In an unusual twist for the one of the largest cryptocurrency heists ever, a hacker who stole more than $600 million in tokens from blockchain-based platform Poly Network on Tuesday has sent back a large majority of the stolen funds after a slew of cryptocurrency experts and businesses pledged to track the hacker’s crypto activity on the blockchain—but the hacker’s identity, and how exactly funds were stolen, remain unknown.
Transactions publicly stored on the blockchain show an address belonging to Poly’s hacker started returning the roughly $610 million in stolen cryptocurrency assets through several transactions early Wednesday.
So far, Tom Robinson, the chief scientist at blockchain analytics company Elliptic, says Poly has retrieved all the $267 million in ether and $252 million in binance coins stolen, and roughly $55 million in tokens pegged to the U.S. dollar.

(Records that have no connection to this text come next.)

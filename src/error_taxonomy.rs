//! Shared error taxonomy for tool failures reported over the serve loop.

use crate::tools::ToolError;

/// Broad category for typed error handling and policy decisions.
#[derive(Debug, Clone, Copy, PartialEq, Eq, serde::Serialize, serde::Deserialize)]
#[serde(rename_all = "snake_case")]
pub enum ErrorCategory {
    Authorization,
    Timeout,
    InvalidInput,
    Tool,
    State,
}

/// Severity hint for callers and logs.
#[derive(Debug, Clone, Copy, PartialEq, Eq, serde::Serialize, serde::Deserialize)]
#[serde(rename_all = "snake_case")]
pub enum ErrorSeverity {
    Warning,
    Error,
}

/// Unified envelope used when crossing subsystem boundaries.
#[derive(Debug, Clone, PartialEq, Eq, serde::Serialize, serde::Deserialize)]
pub struct ErrorEnvelope {
    pub category: ErrorCategory,
    pub severity: ErrorSeverity,
    pub recoverable: bool,
    pub code: String,
    pub message: String,
}

impl ErrorEnvelope {
    #[must_use]
    pub fn new(
        category: ErrorCategory,
        severity: ErrorSeverity,
        recoverable: bool,
        code: impl Into<String>,
        message: impl Into<String>,
    ) -> Self {
        Self {
            category,
            severity,
            recoverable,
            code: code.into(),
            message: message.into(),
        }
    }

    /// Malformed request lines in the serve loop, before any tool runs.
    #[must_use]
    pub fn bad_request(message: impl Into<String>) -> Self {
        Self::new(
            ErrorCategory::InvalidInput,
            ErrorSeverity::Error,
            false,
            "bad_request",
            message,
        )
    }
}

impl From<ToolError> for ErrorEnvelope {
    fn from(value: ToolError) -> Self {
        match value {
            ToolError::InvalidInput { message } => Self::new(
                ErrorCategory::InvalidInput,
                ErrorSeverity::Error,
                false,
                "tool_invalid_input",
                message,
            ),
            ToolError::MissingField { field } => Self::new(
                ErrorCategory::InvalidInput,
                ErrorSeverity::Error,
                false,
                "tool_missing_field",
                format!("Missing required field: {field}"),
            ),
            ToolError::ExecutionFailed { message } => Self::new(
                ErrorCategory::Tool,
                ErrorSeverity::Error,
                true,
                "tool_execution_failed",
                message,
            ),
            ToolError::Timeout { seconds } => Self::new(
                ErrorCategory::Timeout,
                ErrorSeverity::Warning,
                true,
                "tool_timeout",
                format!("Tool timed out after {seconds}s"),
            ),
            ToolError::NotAvailable { message } => Self::new(
                ErrorCategory::State,
                ErrorSeverity::Error,
                false,
                "tool_not_available",
                message,
            ),
            ToolError::PermissionDenied { message } => Self::new(
                ErrorCategory::Authorization,
                ErrorSeverity::Error,
                false,
                "tool_permission_denied",
                message,
            ),
        }
    }
}

#[cfg(test)]
mod tests {
    use super::*;
    use pretty_assertions::assert_eq;

    #[test]
    fn tool_errors_map_to_categories() {
        let missing = ErrorEnvelope::from(ToolError::missing_field("pid"));
        assert_eq!(missing.category, ErrorCategory::InvalidInput);
        assert_eq!(missing.code, "tool_missing_field");
        assert_eq!(missing.message, "Missing required field: pid");
        assert!(!missing.recoverable);

        let timeout = ErrorEnvelope::from(ToolError::Timeout { seconds: 5 });
        assert_eq!(timeout.category, ErrorCategory::Timeout);
        assert_eq!(timeout.severity, ErrorSeverity::Warning);
        assert!(timeout.recoverable);
    }

    #[test]
    fn envelope_serializes_snake_case() {
        let value = serde_json::to_value(ErrorEnvelope::from(ToolError::not_available("down"))).unwrap();
        assert_eq!(value["category"], "state");
        assert_eq!(value["severity"], "error");
        assert_eq!(value["code"], "tool_not_available");
    }
}
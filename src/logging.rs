//! Process-wide log setup.
//!
//! Everything goes to stderr; stdout belongs to command output and the
//! serve loop's responses.

use std::sync::OnceLock;

use tracing_subscriber::EnvFilter;

static INIT: OnceLock<()> = OnceLock::new();

/// Install the subscriber. `RUST_LOG` takes precedence over `verbose`.
///
/// Only the first call has any effect.
pub fn set_verbose(verbose: bool) {
    INIT.get_or_init(|| {
        let filter = EnvFilter::try_from_default_env()
            .unwrap_or_else(|_| EnvFilter::new(default_directive(verbose)));
        let _ = tracing_subscriber::fmt()
            .with_env_filter(filter)
            .with_writer(std::io::stderr)
            .with_target(verbose)
            .try_init();
    });
}

fn default_directive(verbose: bool) -> &'static str {
    if verbose { "debug" } else { "info" }
}

pub fn info(message: impl AsRef<str>) {
    tracing::info!("{}", message.as_ref());
}

pub fn warn(message: impl AsRef<str>) {
    tracing::warn!("{}", message.as_ref());
}

#[cfg(test)]
mod tests {
    use super::*;

    #[test]
    fn verbose_selects_debug() {
        assert_eq!(default_directive(true), "debug");
        assert_eq!(default_directive(false), "info");
    }

    #[test]
    fn repeated_init_is_harmless() {
        set_verbose(false);
        set_verbose(true);
        info("still logging");
    }
}
//! CLI entry point for `toolbelt`.

use std::io::{IsTerminal, Read};
use std::path::{Path, PathBuf};

use anyhow::{Context, Result, bail};
use clap::{Args, Parser, Subcommand};
use dotenvy::dotenv;
use serde_json::Value;

use toolbelt::config::Config;
use toolbelt::logging;
use toolbelt::process::{CommandSpec, Deadline, ForegroundRunner, parse_env};
use toolbelt::serve::serve;
use toolbelt::tools::{ToolContext, ToolRegistry, ToolRegistryBuilder};

#[derive(Parser, Debug)]
#[command(
    name = "toolbelt",
    author,
    version,
    about = "Run and supervise processes and MCP servers as agent tools"
)]
struct Cli {
    #[command(subcommand)]
    command: Commands,

    /// Path to config file
    #[arg(long, global = true)]
    config: Option<PathBuf>,

    /// Workspace directory tools run in
    #[arg(short, long, global = true)]
    workspace: Option<PathBuf>,

    /// Enable verbose logging
    #[arg(short, long, global = true)]
    verbose: bool,
}

#[derive(Subcommand, Debug)]
enum Commands {
    /// List configured tools
    Tools,
    /// Call one tool with JSON arguments (read from stdin when omitted)
    Call {
        tool: String,
        arguments: Option<String>,
    },
    /// Run a command in the foreground in the workspace
    Exec(ExecArgs),
    /// Answer JSON tool requests on stdin, one per line
    Serve,
}

#[derive(Args, Debug)]
struct ExecArgs {
    /// Deadline in seconds (0 = 30s default, -1 = none)
    #[arg(long, default_value_t = 0, allow_negative_numbers = true)]
    timeout: i64,
    /// Extra environment variable
    #[arg(long = "env", value_name = "KEY=VALUE")]
    env: Vec<String>,
    /// Command and arguments to run
    #[arg(required = true, trailing_var_arg = true)]
    command: Vec<String>,
}

#[tokio::main]
async fn main() -> Result<()> {
    dotenv().ok();
    let cli = Cli::parse();
    logging::set_verbose(cli.verbose);

    let config = Config::load(cli.config.clone())?;
    let workspace = config.resolve_workspace(cli.workspace.clone())?;

    match cli.command {
        Commands::Exec(args) => run_exec(args, &workspace).await,
        Commands::Tools => {
            let registry = build_registry(&config, &workspace)?;
            list_tools(&registry)
        }
        Commands::Call { tool, arguments } => {
            let registry = build_registry(&config, &workspace)?;
            let outcome = call_tool(&registry, &tool, arguments).await;
            registry.shutdown().await;
            outcome
        }
        Commands::Serve => {
            let registry = build_registry(&config, &workspace)?;
            logging::info(format!(
                "Serving {} tool(s) from {}",
                registry.len(),
                workspace.display()
            ));
            let stdin = tokio::io::BufReader::new(tokio::io::stdin());
            serve(&registry, stdin, tokio::io::stdout()).await
        }
    }
}

fn build_registry(config: &Config, workspace: &Path) -> Result<ToolRegistry> {
    ToolRegistryBuilder::new()
        .with_process_tools(&config.tools, workspace)?
        .with_mcp_tools(&config.mcp, workspace)?
        .build(ToolContext::new(workspace))
}

fn list_tools(registry: &ToolRegistry) -> Result<()> {
    if registry.is_empty() {
        println!("No tools configured.");
        return Ok(());
    }
    for tool in registry.all() {
        println!("{:<20} {}", tool.name(), tool.description());
    }
    Ok(())
}

async fn call_tool(registry: &ToolRegistry, tool: &str, arguments: Option<String>) -> Result<()> {
    let raw = match arguments {
        Some(raw) => raw,
        None if std::io::stdin().is_terminal() => String::new(),
        None => {
            let mut buf = String::new();
            std::io::stdin()
                .read_to_string(&mut buf)
                .context("Failed to read arguments from stdin")?;
            buf
        }
    };
    let input: Value = if raw.trim().is_empty() {
        Value::Object(serde_json::Map::new())
    } else {
        serde_json::from_str(&raw).context("Tool arguments must be a JSON object")?
    };

    let result = registry
        .execute(tool, input)
        .await
        .with_context(|| format!("Tool '{tool}' failed"))?;
    println!("{}", result.content);
    if !result.success {
        bail!("Tool '{tool}' reported failure");
    }
    Ok(())
}

async fn run_exec(args: ExecArgs, workspace: &Path) -> Result<()> {
    let env = parse_env(&args.env)?;
    let Some((program, rest)) = args.command.split_first() else {
        bail!("No command given");
    };
    let spec = CommandSpec::new(program, workspace)
        .args(rest.iter().cloned())
        .envs(env);

    let result = ForegroundRunner::new()
        .run(&spec, Deadline::from_seconds(args.timeout))
        .await;
    println!("{}", serde_json::to_string_pretty(&result)?);
    if !result.is_success() {
        logging::warn(format!("`{}` finished with status {}", spec.display(), result.status));
        std::process::exit(result.exit_code.filter(|code| *code != 0).unwrap_or(1));
    }
    Ok(())
}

The only assets yet to be returned are USDT tokens valued at roughly $33 million that the token’s issuer, Tether, said it froze on Tuesday to prevent the hacker from moving the funds; Tether did not immediately respond to Forbes’ request for comment about its plans for the tokens.
Between early Wednesday morning and Thursday afternoon, the seemingly unabashed hacker has been leaving notes embedded in the numerous transactions, insisting he only infiltrated Poly’s network to expose the vulnerability, claiming to be “hacking for good” and in a four-part Q&A Thursday, calling the heist “one of the best moments in my life.”
The reversal comes after Poly demanded in a slew of tweets since Tuesday that the hacker start returning the funds to three cryptocurrency wallet addresses, at one point saying the money stolen belonged to “tens of thousands of crypto community members.”
In an email to Forbes, Robinson confirmed the transactions and said he thinks the hacker beginning to return the funds “demonstrates that even if you can steal cryptoassets, laundering them and cashing out is extremely difficult due to the transparency of the blockchain.”
Tuesday’s hack on Poly marks one of the biggest hacks in cryptocurrency history and is even bigger than the $460 million hack on cryptocurrency exchange Mt. Gox that led to the company’s bankruptcy and heightened regulation in the nascent space about seven years ago. Shortly after the Tuesday morning exploit, Poly urged cryptocurrency miners and exchanges to “blacklist” tokens coming from the hacker’s addresses, and many soon heeded the call. Executives at some of the world’s largest cryptocurrency exchanges—including Huboi, OKEx and Binance—said they were monitoring their platforms for any activity by the hacker. Changpeng Zhao, Binance’s billionaire CEO, said the company, which serves as the primary operator of the blockchain on which binance coins are built, would coordinate with its security partners and “do as much as [it] can” to help. Meanwhile, Jay Hao, the CEO of cryptocurrency exchange OKEx, said the company is “watching the flow of coins and will do [its] best to manage the situation.”
What We Don’t Know
The hacker’s identity and how funds were stolen. In a statement, China-based blockchain security firm SlowMist said it has identified the attacker’s email, IP address and device fingerprints, but was still working on tracking additional identity clues. SlowMist asserts the hacker took advantage of a vulnerability in Poly’s smart contracts to access the stolen funds, but other experts aren’t so sure. Security auditor BlockSec, for example, speculates the hacker may have obtained Poly’s private key through a leak and used it to transact funds.
What To Watch For
Legal action—and potential regulation—stemming from the hack. Less than a week ago, SEC Chairman Gary Gensler said booming decentralized finance platforms, also known as DeFi, deserve more government scrutiny and likened the space to the “Wild West.” According to crypto intelligence firm CipherTrace, more than 75% of cryptocurrency hacks this year have been linked to DeFi.
$103 billion. That’s the market value of all decentralized finance tokens (like Polygon), according to cryptodata website CoinGecko. The space shot past a $100 billion valuation for the first time ever this year and peaked at about $150 billion in May before the broader crypto market crashed nearly 50%.